Randangeschnittene Bilder benötigen etwa 3 mm Beschnitt, d. h., sie müssen um so viel Über die Formatbegrenzung hinaus laufen. Nach dem Falzen schneidet der Buchbinder das Druckformat aufs endgültige Papierformat. Schnitttoleranzen von bis zu 1,5 mm sind je nach Papier und Druckverfahren einzuplanen. Wer Linien, Flächen oder Bilder ohne Beschnittzugabe direkt an das Seitenformat legt, der muss mit Blitzern rechnen, weil der Buchbinder nicht so genau schneiden kann.
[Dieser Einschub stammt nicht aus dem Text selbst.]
use anchor_lang::prelude::*;
use crate::constants::*;
use crate::error::ErrorCode;
use crate::math::fixed_point::{checked_add, checked_sub};
use crate::state::SupporterScope;

/// Risk and fee parameters. All rates in basis points.
#[derive(AnchorSerialize, AnchorDeserialize, Clone, Copy, Debug, PartialEq, Eq)]
pub struct LoanConfig {
    pub max_ltv_bps: u64,
    pub liquidation_threshold_bps: u64,
    pub interest_rate_bps: u64,
    pub origination_fee_bps: u64,
    pub liquidation_fee_bps: u64,
    pub keeper_tip_bps: u64,
    pub insurance_fund_bps: u64,
    pub min_loan_amount: u64,
}

impl Default for LoanConfig {
    fn default() -> Self {
        Self {
            max_ltv_bps: DEFAULT_MAX_LTV_BPS,
            liquidation_threshold_bps: DEFAULT_LIQUIDATION_THRESHOLD_BPS,
            interest_rate_bps: DEFAULT_INTEREST_RATE_BPS,
            origination_fee_bps: DEFAULT_ORIGINATION_FEE_BPS,
            liquidation_fee_bps: DEFAULT_LIQUIDATION_FEE_BPS,
            keeper_tip_bps: DEFAULT_KEEPER_TIP_BPS,
            insurance_fund_bps: DEFAULT_INSURANCE_FUND_BPS,
            min_loan_amount: DEFAULT_MIN_LOAN_AMOUNT,
        }
    }
}

impl LoanConfig {
    pub const LEN: usize = 8 * 8;

    pub fn validate(&self) -> Result<()> {
        require!(self.max_ltv_bps > 0, ErrorCode::InvalidConfig);
        require!(
            self.max_ltv_bps <= self.liquidation_threshold_bps,
            ErrorCode::InvalidConfig
        );
        require!(
            self.liquidation_threshold_bps <= BPS_DENOMINATOR,
            ErrorCode::InvalidConfig
        );
        require!(
            self.interest_rate_bps <= MAX_INTEREST_RATE_BPS,
            ErrorCode::InvalidConfig
        );
        require!(
            self.origination_fee_bps <= MAX_ORIGINATION_FEE_BPS,
            ErrorCode::InvalidConfig
        );
        require!(
            self.liquidation_fee_bps <= MAX_LIQUIDATION_FEE_BPS,
            ErrorCode::InvalidConfig
        );
        require!(
            self.keeper_tip_bps <= MAX_KEEPER_TIP_BPS,
            ErrorCode::InvalidConfig
        );
        require!(
            self.insurance_fund_bps <= BPS_DENOMINATOR,
            ErrorCode::InvalidConfig
        );
        require!(self.min_loan_amount > 0, ErrorCode::InvalidConfig);
        Ok(())
    }
}

#[account]
#[derive(Default, Debug, PartialEq)]
pub struct LoanVault {
    pub admin: Pubkey,
    pub bump: u8,

    // Settlement asset
    pub settlement_mint: Pubkey,
    pub token_account: Pubkey,
    pub token_account_bump: u8,

    // Ledgers, both held in `token_account`
    pub liquidity: u64,
    pub insurance_reserve: u64,

    // Stats
    pub total_borrowed: u64,
    pub total_repaid: u64,
    pub total_fees_earned: u64,
    pub active_loan_count: u64,
    pub total_loans_created: u64,

    pub config: LoanConfig,
    pub paused: bool,

    // Reserved
    pub _reserved: [u8; 32],
}

impl LoanVault {
    pub const LEN: usize = 8  // discriminator
        + 32  // admin
        + 1   // bump
        + 32  // settlement_mint
        + 32  // token_account
        + 1   // token_account_bump
        + 8   // liquidity
        + 8   // insurance_reserve
        + 8 * 5 // stats
        + LoanConfig::LEN
        + 1   // paused
        + 32; // reserved

    pub fn deposit_liquidity(&mut self, amount: u64) -> Result<()> {
        require!(amount > 0, ErrorCode::ZeroAmount);
        self.liquidity = checked_add(self.liquidity, amount)?;
        Ok(())
    }

    pub fn withdraw_liquidity(&mut self, amount: u64) -> Result<()> {
        require!(amount > 0, ErrorCode::ZeroAmount);
        require!(amount <= self.liquidity, ErrorCode::InsufficientReserve);
        self.liquidity = checked_sub(self.liquidity, amount)?;
        Ok(())
    }

    pub fn withdraw_insurance(&mut self, amount: u64) -> Result<()> {
        require!(amount > 0, ErrorCode::ZeroAmount);
        require!(amount <= self.insurance_reserve, ErrorCode::InsufficientReserve);
        self.insurance_reserve = checked_sub(self.insurance_reserve, amount)?;
        Ok(())
    }

    pub fn update_config(&mut self, config: LoanConfig) -> Result<()> {
        config.validate()?;
        self.config = config;
        Ok(())
    }

    pub fn assert_admin(&self, signer: &Pubkey) -> Result<()> {
        require_keys_eq!(self.admin, *signer, ErrorCode::Unauthorized);
        Ok(())
    }

    /// Only scopes opened by the vault admin may value collateral.
    pub fn assert_recognized_scope(&self, scope: &SupporterScope) -> Result<()> {
        self.assert_admin(&scope.authority)
    }

    /// Tokens the vault token account must hold to back both ledgers.
    pub fn total_backing(&self) -> Result<u64> {
        checked_add(self.liquidity, self.insurance_reserve)
    }
}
Problematisch wirds bei der Schrift, die man nicht einfach wie eine Linie verlängern kann. Bei geraden Buchstaben kann man zwar Beschnitt ansetzen, bei runden oder spitz zulaufenden nicht.

Der Bund

Komplexer ist die Beschnittvorgabe im Bund. Bei Layoutseiten wird kein Beschnitt im Bund angesetzt, Bilder können doppelseitig über den Bund laufen. Bei ganzseitigen und randabfallenden Anzeigen kommt es darauf an, ob sie auf eine linke oder eine rechte Seite zu liegen kommen. Je nachdem muss innen kein Beschnitt, aussen müssen aber 3 mm angesetzt werden. Meistens weiss man die Platzierung im Voraus nicht. In diesem Fall setzt man ringsum je 3 mm Beschnitt an. Beim elektronischen Ausschiessen in der Druckerei wird dann der Beschnitt weggerechnet, wo er nicht stehen soll. Klebegebundene Broschüren brauchen Platz im Bund. Bilder dürfen zwar bundüberlaufend gestaltet werden, bildwichtige Teile gehören aber nicht in den Bund. Ebenso darf man keine Texte unbedarft über den Bund laufen lassen. Bei Titeln soll er möglichst zwischen zwei Wörter zu liegen kommen oder wenigstens zwischen zwei Buchstaben. Der Bund ist ein gefrässiger Schrund, der alles verschluckt, was ihm in den Rachen geworfen wird. Kleine Texte wie Bildlegenden dürfen nie bundüberlaufend gestaltet werden. Seitenzahlen gehören niemals in den Bund. Seitenzahlen dienen dem schnellen Auffinden nach der Konsultation des Inhaltsverzeichnisses. Wenn nun diese sich im Bund befinden, dann muss man alle Seiten immerfort aufschlagen, um zum Ziel zu gelangen. Das ist kein Dienst am Leser. Wer die Pagina in den Bund versenkt, hat wesentliche Lesevorgänge nicht begriffen.